For averages (like household income or test scores), variability is captured by the standard deviation. A greater standard deviation means the data points are more spread out, which pushes the standard error higher and widens the margin of error. If you’re surveying incomes in a neighborhood where everyone earns between $50,000 and $70,000, you’ll get a tight margin of error. Survey a mixed-income city and the same sample size produces a much wider one.
What Margin of Error Doesn’t Cover
The reported margin of error in any poll or survey only accounts for one source of uncertainty: the randomness of who happened to land in your sample. Survey statisticians call this “sampling imprecision,” and it’s the only thing that standard margin-of-error calculations address. Several other error sources can be just as large, or larger, but they never show up in that plus-or-minus number.
Non-response bias is often the most damaging. When only a fraction of sampled people actually answer the survey, there’s no guarantee that respondents think the same way as those who declined. If people who support a particular candidate are less likely to pick up the phone, the poll skews without the margin of error reflecting it. Coverage error is a related problem: if the sampling method can’t reach certain groups at all (people without internet access in an online poll, for example), those voices are missing entirely.
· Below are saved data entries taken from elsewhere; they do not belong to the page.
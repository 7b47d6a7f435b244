//! Flattened translation dictionary for a single language.

use std::collections::HashMap;

use serde::{Deserialize, Serialize};

/// What: Check a translation key against the key pattern.
///
/// Inputs:
/// - `key`: Dot-notation key, expected to be lowercased already
///
/// Output:
/// - `true` if the key is non-empty and every character is in `a-z0-9.-_`
///
/// Details:
/// - Keys must not start or end with a separator; the compiler trims
///   separators before validation, while `translate` rejects such keys.
#[must_use]
pub fn is_valid_key(key: &str) -> bool {
    !key.is_empty()
        && key
            .chars()
            .all(|c| c.is_ascii_lowercase() || c.is_ascii_digit() || matches!(c, '.' | '-' | '_'))
        && !key.starts_with(['.', '-', '_'])
        && !key.ends_with(['.', '-', '_'])
}

/// What: Flattened key→string translation table for one language and one
/// file-selection signature.
///
/// Details:
/// - Constructed once by the compiler (or deserialized from the disk cache)
///   and never mutated afterwards; a changed file selection or language
///   produces a new `Dictionary`, never a patched one.
/// - All three fields are required on deserialization; a cache payload
///   missing any of them is rejected as corrupt rather than defaulted.
#[derive(Debug, Clone, PartialEq, Eq, Serialize, Deserialize)]
pub struct Dictionary {
    name: String,
    signature: String,
    entries: HashMap<String, String>,
}

impl Dictionary {
    /// What: Construct a dictionary from already-flattened entries.
    ///
    /// Inputs:
    /// - `name`: Validated language code (e.g. "en", "en-us")
    /// - `signature`: File-selection signature the entries were compiled under
    /// - `entries`: Flattened dot-notation key → translated string map
    #[must_use]
    pub fn new(name: String, signature: String, entries: HashMap<String, String>) -> Self {
        Self {
            name,
            signature,
            entries,
        }
    }

    /// Language code this dictionary was compiled for.
    #[must_use]
    pub fn name(&self) -> &str {
        &self.name
    }

    /// File-selection signature this dictionary was compiled under.
    #[must_use]
    pub fn signature(&self) -> &str {
        &self.signature
    }

    /// What: Look up a translation by dot-notation key.
    ///
    /// Output:
    /// - `Some(&str)` with the translated value, or `None` if the key is absent
    #[must_use]
    pub fn get(&self, key: &str) -> Option<&str> {
        self.entries.get(key).map(String::as_str)
    }

    /// Number of translation entries.
    #[must_use]
    pub fn len(&self) -> usize {
        self.entries.len()
    }

    /// `true` when the dictionary holds no entries.
    #[must_use]
    pub fn is_empty(&self) -> bool {
        self.entries.is_empty()
    }

    /// Read access to the flattened entries.
    #[must_use]
    pub fn entries(&self) -> &HashMap<String, String> {
        &self.entries
    }
}
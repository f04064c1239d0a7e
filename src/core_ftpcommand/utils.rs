use crate::core_storage::{StorageError, StoredObject};
use crate::core_transfer::rollback_quietly;
use crate::server::ServerState;

/// Resolves `name` in a short read transaction.
pub async fn lookup_object(
    state: &ServerState,
    name: &str,
) -> Result<Option<StoredObject>, StorageError> {
    let mut tx = state.store.begin().await?;
    match tx.resolve(name).await {
        Ok(object) => {
            tx.commit().await?;
            Ok(object)
        }
        Err(e) => {
            rollback_quietly(tx).await;
            Err(e)
        }
    }
}

#[cfg(test)]
mod tests {
    use super::*;
    use crate::config::Config;
    use crate::core_storage::MemoryObjectStore;
    use std::sync::Arc;
    use uuid::Uuid;

    #[tokio::test]
    async fn test_lookup_object() {
        let store = Arc::new(MemoryObjectStore::new(1).await.unwrap());
        let mut config = Config::default();
        config.server.data_start_port = 43100;
        config.server.data_ports_range = 2;
        let state = ServerState::new(config, store).unwrap();

        let mut tx = state.store.begin().await.unwrap();
        let oid = tx.create_object().await.unwrap();
        tx.write_object(oid, 0, b"abc").await.unwrap();
        tx.insert_entry(Uuid::new_v4(), "a.txt", oid, 3).await.unwrap();
        tx.commit().await.unwrap();

        let found = lookup_object(&state, "a.txt").await.unwrap().unwrap();
        assert_eq!(found.size, 3);
        assert!(lookup_object(&state, "missing.txt").await.unwrap().is_none());
    }
}
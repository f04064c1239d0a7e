use crate::helpers::{send_reply, ControlWriter};
use crate::server::ServerState;
use crate::session::Session;
use log::info;
use std::sync::Arc;
use tokio::sync::Mutex;

pub async fn handle_abor_command(
    writer: ControlWriter,
    _state: Arc<ServerState>,
    session: Arc<Mutex<Session>>,
    _arg: String,
) -> Result<(), std::io::Error> {
    let mut session = session.lock().await;
    if session.is_transferring() {
        info!("{} aborting {:?}", writer.id(), session.status);
        session.close_data_connection();
        send_reply(&writer, "426 Previous command has been finished abnormally.").await?;
    }
    send_reply(&writer, "226 ABOR command successful.").await
}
Measurement error, including poorly worded questions or social desirability bias (where people give the answer they think sounds good rather than the truth), also falls outside the margin of error. A researcher at Northwestern University has documented that polling professionals routinely mention these issues qualitatively but only ever quantify sampling imprecision when reporting results. The reported margin of error is, in practice, a best-case scenario for how uncertain a result truly is.
How These Factors Work Together
In real survey design, these variables interact as a set of tradeoffs. You want a small margin of error, but achieving it requires a larger sample (more expensive), a lower confidence level (more risk of being wrong), or a population that happens to be uniform (not something you control). Most researchers start by picking a confidence level, usually 95%, then estimate the expected variability, and finally calculate how large a sample they need to hit their target margin of error.
For a quick rule of thumb on national polls: a random sample of about 1,000 people produces a margin of error near 3 percentage points at 95% confidence, assuming maximum variability (a 50/50 split). Bumping to 2,500 respondents brings that down to about 2 percentage points. Getting to 1 percentage point would require roughly 10,000 respondents, which is why you rarely see margins that tight outside of major government surveys.
Knowing which factors are in play helps you read results more critically. A poll touting a small margin of error but based on an opt-in online panel may have low sampling error on paper while carrying substantial non-sampling error that goes unreported. The margin of error is a useful starting point for evaluating precision, but it’s only one piece of the picture.